* _INPUT MATERIAL_
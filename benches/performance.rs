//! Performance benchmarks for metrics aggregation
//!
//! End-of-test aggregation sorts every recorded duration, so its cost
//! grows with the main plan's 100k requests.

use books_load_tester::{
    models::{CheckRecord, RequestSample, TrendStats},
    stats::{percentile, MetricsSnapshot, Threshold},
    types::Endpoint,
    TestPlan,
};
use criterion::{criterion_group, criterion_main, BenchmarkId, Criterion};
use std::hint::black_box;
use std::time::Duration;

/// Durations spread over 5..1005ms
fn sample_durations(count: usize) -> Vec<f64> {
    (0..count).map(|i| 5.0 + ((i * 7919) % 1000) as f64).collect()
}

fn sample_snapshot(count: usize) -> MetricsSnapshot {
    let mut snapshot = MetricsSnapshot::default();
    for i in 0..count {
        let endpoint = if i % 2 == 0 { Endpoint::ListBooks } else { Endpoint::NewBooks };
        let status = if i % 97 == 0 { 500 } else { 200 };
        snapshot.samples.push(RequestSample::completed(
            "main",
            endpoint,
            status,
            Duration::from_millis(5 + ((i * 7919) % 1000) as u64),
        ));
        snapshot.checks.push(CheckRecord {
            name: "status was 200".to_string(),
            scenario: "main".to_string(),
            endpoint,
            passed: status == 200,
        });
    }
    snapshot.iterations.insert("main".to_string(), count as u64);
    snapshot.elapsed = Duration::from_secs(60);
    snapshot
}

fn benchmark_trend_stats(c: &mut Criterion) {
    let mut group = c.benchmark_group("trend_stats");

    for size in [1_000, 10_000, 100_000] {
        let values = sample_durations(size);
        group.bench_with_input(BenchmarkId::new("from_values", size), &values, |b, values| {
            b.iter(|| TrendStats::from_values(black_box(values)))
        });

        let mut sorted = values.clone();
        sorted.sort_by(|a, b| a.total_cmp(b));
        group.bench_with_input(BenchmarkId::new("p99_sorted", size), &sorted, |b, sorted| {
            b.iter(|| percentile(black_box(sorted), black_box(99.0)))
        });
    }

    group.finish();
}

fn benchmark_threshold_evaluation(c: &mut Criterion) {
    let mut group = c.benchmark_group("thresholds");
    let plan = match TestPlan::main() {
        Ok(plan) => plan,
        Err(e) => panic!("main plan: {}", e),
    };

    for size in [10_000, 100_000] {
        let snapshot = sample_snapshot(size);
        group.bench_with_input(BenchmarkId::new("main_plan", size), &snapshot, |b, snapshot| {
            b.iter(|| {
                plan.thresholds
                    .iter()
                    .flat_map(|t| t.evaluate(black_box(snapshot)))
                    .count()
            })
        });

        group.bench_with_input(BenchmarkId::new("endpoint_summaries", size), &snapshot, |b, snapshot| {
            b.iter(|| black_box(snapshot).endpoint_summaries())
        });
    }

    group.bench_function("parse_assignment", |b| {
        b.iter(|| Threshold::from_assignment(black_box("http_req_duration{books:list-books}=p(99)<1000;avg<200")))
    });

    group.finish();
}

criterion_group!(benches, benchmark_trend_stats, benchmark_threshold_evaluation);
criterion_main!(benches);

* * *

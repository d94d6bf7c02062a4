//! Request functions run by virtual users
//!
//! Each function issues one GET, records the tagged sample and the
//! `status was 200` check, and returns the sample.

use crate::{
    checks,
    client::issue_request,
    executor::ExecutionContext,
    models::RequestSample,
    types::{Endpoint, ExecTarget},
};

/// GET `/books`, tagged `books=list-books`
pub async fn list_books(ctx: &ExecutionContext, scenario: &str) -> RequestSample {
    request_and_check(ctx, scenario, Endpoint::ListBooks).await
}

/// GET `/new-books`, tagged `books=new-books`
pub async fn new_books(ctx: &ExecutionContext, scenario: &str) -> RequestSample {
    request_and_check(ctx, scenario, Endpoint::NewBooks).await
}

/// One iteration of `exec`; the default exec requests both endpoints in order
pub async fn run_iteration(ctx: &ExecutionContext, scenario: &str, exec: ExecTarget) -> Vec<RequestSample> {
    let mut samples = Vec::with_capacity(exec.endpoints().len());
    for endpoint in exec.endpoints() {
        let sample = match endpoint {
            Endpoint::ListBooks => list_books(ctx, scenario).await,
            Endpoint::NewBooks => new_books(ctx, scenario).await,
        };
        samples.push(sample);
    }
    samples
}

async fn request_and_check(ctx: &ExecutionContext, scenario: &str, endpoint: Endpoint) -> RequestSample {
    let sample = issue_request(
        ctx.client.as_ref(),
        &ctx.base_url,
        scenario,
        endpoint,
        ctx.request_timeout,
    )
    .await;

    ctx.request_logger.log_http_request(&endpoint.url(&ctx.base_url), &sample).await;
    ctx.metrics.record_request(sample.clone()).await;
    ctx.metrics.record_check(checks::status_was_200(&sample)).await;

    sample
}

--

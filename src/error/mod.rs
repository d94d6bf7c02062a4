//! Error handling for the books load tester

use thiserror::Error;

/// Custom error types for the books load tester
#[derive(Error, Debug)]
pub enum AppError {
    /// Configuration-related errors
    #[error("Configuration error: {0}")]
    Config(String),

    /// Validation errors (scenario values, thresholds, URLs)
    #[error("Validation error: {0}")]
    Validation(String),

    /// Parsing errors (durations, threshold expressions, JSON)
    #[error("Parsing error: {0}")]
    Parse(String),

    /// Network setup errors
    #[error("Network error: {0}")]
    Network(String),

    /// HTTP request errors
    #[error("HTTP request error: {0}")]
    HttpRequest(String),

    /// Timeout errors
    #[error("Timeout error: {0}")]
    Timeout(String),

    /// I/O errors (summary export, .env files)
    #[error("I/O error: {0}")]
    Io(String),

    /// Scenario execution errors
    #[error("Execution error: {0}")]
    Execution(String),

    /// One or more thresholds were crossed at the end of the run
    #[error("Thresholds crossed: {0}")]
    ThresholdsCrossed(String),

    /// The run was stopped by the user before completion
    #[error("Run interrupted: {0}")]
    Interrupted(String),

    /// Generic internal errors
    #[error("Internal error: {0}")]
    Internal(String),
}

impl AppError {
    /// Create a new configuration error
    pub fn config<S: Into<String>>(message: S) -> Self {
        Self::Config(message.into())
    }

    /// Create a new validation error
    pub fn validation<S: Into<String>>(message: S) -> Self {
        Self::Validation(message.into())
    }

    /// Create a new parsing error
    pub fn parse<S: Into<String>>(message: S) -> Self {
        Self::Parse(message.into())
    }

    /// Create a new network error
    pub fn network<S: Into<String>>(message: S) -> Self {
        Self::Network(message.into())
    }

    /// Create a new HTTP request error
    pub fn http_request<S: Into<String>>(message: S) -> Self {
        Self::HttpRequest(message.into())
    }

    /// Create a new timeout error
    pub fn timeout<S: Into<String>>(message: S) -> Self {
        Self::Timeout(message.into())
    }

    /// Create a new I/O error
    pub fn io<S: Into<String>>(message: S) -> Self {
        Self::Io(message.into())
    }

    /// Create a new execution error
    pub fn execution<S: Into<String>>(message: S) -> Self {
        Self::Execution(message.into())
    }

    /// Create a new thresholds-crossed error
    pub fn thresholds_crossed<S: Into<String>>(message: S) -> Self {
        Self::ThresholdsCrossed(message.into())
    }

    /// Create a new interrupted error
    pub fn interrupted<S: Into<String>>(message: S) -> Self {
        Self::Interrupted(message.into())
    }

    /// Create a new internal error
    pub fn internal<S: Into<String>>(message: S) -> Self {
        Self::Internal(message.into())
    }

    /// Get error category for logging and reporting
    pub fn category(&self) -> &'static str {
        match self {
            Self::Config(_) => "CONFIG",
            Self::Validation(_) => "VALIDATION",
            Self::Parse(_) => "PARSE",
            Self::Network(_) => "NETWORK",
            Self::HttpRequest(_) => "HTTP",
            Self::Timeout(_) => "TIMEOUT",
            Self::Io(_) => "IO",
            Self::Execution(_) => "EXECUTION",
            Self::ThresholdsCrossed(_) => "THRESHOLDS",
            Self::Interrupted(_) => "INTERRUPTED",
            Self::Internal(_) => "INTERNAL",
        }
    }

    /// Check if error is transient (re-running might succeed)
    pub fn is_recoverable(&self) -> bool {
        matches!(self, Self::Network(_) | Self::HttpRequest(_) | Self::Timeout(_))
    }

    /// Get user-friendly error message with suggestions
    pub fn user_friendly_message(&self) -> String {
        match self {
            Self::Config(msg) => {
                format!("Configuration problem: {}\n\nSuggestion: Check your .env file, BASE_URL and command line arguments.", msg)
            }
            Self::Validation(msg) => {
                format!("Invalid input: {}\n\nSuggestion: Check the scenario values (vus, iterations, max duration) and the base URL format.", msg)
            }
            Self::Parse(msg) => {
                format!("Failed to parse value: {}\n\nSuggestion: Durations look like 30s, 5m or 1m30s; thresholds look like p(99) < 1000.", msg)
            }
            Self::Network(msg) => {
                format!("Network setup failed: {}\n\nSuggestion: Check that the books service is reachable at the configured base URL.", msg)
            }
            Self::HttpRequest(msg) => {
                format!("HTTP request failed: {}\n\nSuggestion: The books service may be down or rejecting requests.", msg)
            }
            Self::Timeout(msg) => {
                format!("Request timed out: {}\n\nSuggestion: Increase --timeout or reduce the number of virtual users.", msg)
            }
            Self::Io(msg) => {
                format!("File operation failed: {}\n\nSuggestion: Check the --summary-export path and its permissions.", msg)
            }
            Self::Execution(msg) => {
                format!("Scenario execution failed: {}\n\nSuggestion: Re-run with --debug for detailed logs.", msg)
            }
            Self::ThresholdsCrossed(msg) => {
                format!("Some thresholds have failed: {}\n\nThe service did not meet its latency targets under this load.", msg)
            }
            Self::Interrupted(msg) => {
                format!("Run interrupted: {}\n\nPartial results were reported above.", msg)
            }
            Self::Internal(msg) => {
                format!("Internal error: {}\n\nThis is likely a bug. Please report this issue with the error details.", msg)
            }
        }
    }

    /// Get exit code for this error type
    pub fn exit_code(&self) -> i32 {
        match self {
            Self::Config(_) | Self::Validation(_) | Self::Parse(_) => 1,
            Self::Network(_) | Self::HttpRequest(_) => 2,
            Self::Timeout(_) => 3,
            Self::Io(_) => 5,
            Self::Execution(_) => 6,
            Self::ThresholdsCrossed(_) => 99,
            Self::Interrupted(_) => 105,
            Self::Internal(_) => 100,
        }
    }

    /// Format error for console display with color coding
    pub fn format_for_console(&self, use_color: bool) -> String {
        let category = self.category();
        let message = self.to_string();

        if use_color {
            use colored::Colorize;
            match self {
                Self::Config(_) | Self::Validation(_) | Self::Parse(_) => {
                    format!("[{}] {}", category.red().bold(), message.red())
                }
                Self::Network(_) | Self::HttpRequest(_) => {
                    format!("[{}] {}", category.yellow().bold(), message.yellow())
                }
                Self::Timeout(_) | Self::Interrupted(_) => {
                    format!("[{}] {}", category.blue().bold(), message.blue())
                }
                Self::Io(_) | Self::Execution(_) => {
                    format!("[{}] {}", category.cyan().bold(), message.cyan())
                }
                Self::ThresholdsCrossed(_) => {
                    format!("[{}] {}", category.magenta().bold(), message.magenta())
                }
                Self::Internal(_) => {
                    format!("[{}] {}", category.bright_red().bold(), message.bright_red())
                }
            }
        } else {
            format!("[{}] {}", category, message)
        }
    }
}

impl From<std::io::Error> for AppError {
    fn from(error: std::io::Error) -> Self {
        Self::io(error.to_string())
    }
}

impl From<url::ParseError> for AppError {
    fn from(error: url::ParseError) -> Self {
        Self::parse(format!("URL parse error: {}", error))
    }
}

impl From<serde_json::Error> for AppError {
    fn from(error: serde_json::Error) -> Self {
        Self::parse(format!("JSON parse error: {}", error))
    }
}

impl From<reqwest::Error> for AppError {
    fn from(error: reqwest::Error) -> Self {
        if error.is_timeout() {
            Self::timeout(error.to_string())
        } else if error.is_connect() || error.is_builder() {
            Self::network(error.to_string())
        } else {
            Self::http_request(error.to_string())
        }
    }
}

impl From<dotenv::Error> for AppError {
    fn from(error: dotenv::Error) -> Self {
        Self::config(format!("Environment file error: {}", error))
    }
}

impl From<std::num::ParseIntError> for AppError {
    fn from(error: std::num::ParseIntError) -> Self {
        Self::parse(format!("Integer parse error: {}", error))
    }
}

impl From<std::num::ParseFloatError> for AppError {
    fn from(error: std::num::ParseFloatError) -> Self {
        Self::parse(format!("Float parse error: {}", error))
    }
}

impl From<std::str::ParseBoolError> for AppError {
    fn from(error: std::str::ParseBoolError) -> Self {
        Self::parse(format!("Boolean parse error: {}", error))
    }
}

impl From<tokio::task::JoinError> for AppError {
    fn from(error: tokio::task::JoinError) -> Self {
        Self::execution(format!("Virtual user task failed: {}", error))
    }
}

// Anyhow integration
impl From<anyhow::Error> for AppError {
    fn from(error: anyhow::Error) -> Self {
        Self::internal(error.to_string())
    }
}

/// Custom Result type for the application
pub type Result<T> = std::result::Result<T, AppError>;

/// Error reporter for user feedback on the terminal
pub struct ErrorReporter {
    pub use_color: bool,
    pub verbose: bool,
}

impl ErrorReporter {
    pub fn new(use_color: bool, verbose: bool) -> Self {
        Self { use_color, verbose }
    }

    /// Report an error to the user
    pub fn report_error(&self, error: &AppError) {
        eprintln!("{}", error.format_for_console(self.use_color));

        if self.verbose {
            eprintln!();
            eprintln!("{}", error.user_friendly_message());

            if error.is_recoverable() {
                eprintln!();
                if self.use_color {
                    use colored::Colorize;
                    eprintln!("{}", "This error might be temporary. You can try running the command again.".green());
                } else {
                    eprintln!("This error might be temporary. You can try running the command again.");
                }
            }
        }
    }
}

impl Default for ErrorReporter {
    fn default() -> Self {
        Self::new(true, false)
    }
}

* _TASK STATEMENT_
Using the entries above, output exactly the lines between the line holding "is likely a" and the line holding "let category = self.category();", end lines included, and nothing more.

* _EXERCISE RESPONSE_
                format!("Internal error: {}\n\nThis is likely a bug. Please report this issue with the error details.", msg)
            }
        }
    }

    /// Get exit code for this error type
    pub fn exit_code(&self) -> i32 {
        match self {
            Self::Config(_) | Self::Validation(_) | Self::Parse(_) => 1,
            Self::Network(_) | Self::HttpRequest(_) => 2,
            Self::Timeout(_) => 3,
            Self::Io(_) => 5,
            Self::Execution(_) => 6,
            Self::ThresholdsCrossed(_) => 99,
            Self::Interrupted(_) => 105,
            Self::Internal(_) => 100,
        }
    }

    /// Format error for console display with color coding
    pub fn format_for_console(&self, use_color: bool) -> String {
        let category = self.category();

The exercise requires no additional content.